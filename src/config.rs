// src/config.rs

use anyhow::Context;
use sqlx::{postgres::PgPoolOptions, PgPool};
use std::{env, time::Duration};

use crate::{
    db::{LeadRepository, PackageRepository},
    services::{
        auth::AuthService,
        lead_service::LeadService,
        notifier::{EmailConfig, Notifier},
    },
};

#[derive(Clone)]
pub struct AppState {
    pub db_pool: PgPool,
    pub auth_service: AuthService,
    pub lead_service: LeadService,
    pub package_repo: PackageRepository,
    pub notifier: Notifier,
    pub port: u16,
}

impl AppState {
    pub async fn new() -> anyhow::Result<Self> {
        dotenvy::dotenv().ok();

        let database_url =
            env::var("DATABASE_URL").context("DATABASE_URL deve ser definida")?;

        let port = env::var("PORT")
            .unwrap_or_else(|_| "5000".to_string())
            .parse::<u16>()
            .context("PORT deve ser um número de porta válido")?;

        // Conecta ao banco de dados, usando '?' para propagar erros
        let db_pool = PgPoolOptions::new()
            .max_connections(5)
            .acquire_timeout(Duration::from_secs(3))
            .connect(&database_url)
            .await?;

        tracing::info!("✅ Conexão com o banco de dados estabelecida com sucesso!");

        // --- Credenciais do admin ---
        let admin_email = env::var("ADMIN_EMAIL").context("ADMIN_EMAIL deve ser definido")?;
        let admin_token = env::var("ADMIN_TOKEN").context("ADMIN_TOKEN deve ser definido")?;

        // Preferimos o hash pronto; ADMIN_PASSWORD em texto é aceito para
        // desenvolvimento e vira hash na subida.
        let password_hash = match env::var("ADMIN_PASSWORD_HASH") {
            Ok(hash) => hash,
            Err(_) => {
                let password = env::var("ADMIN_PASSWORD")
                    .context("Defina ADMIN_PASSWORD_HASH ou ADMIN_PASSWORD")?;
                tokio::task::spawn_blocking(move || {
                    bcrypt::hash(&password, bcrypt::DEFAULT_COST)
                })
                .await
                .context("Falha na task de hash da senha do admin")??
            }
        };

        // --- Transporte de e-mail (opcional) ---
        let email_config = match env::var("BREVO_API_KEY") {
            Ok(api_key) if !api_key.is_empty() => Some(EmailConfig {
                api_key,
                api_url: env::var("BREVO_API_URL")
                    .unwrap_or_else(|_| "https://api.brevo.com/v3".to_string()),
                sender_name: env::var("NOTIFY_SENDER_NAME")
                    .unwrap_or_else(|_| "GoTravio".to_string()),
                sender_email: env::var("NOTIFY_SENDER_EMAIL")
                    .context("NOTIFY_SENDER_EMAIL deve acompanhar BREVO_API_KEY")?,
                owner_email: env::var("NOTIFY_OWNER_EMAIL")
                    .unwrap_or_else(|_| admin_email.clone()),
            }),
            _ => None,
        };
        let notifier = Notifier::new(email_config)?;

        // --- Monta o gráfico de dependências ---
        let auth_service = AuthService::new(admin_email, password_hash, admin_token);
        let lead_repo = LeadRepository::new(db_pool.clone());
        let lead_service = LeadService::new(lead_repo, notifier.clone());
        let package_repo = PackageRepository::new(db_pool.clone());

        Ok(Self {
            db_pool,
            auth_service,
            lead_service,
            package_repo,
            notifier,
            port,
        })
    }
}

◆ **Task to complete**
Return from the data every line that holds "PgPoolOptions".

◆ **Expected answer**
use sqlx::{postgres::PgPoolOptions, PgPool};
        let db_pool = PgPoolOptions::new()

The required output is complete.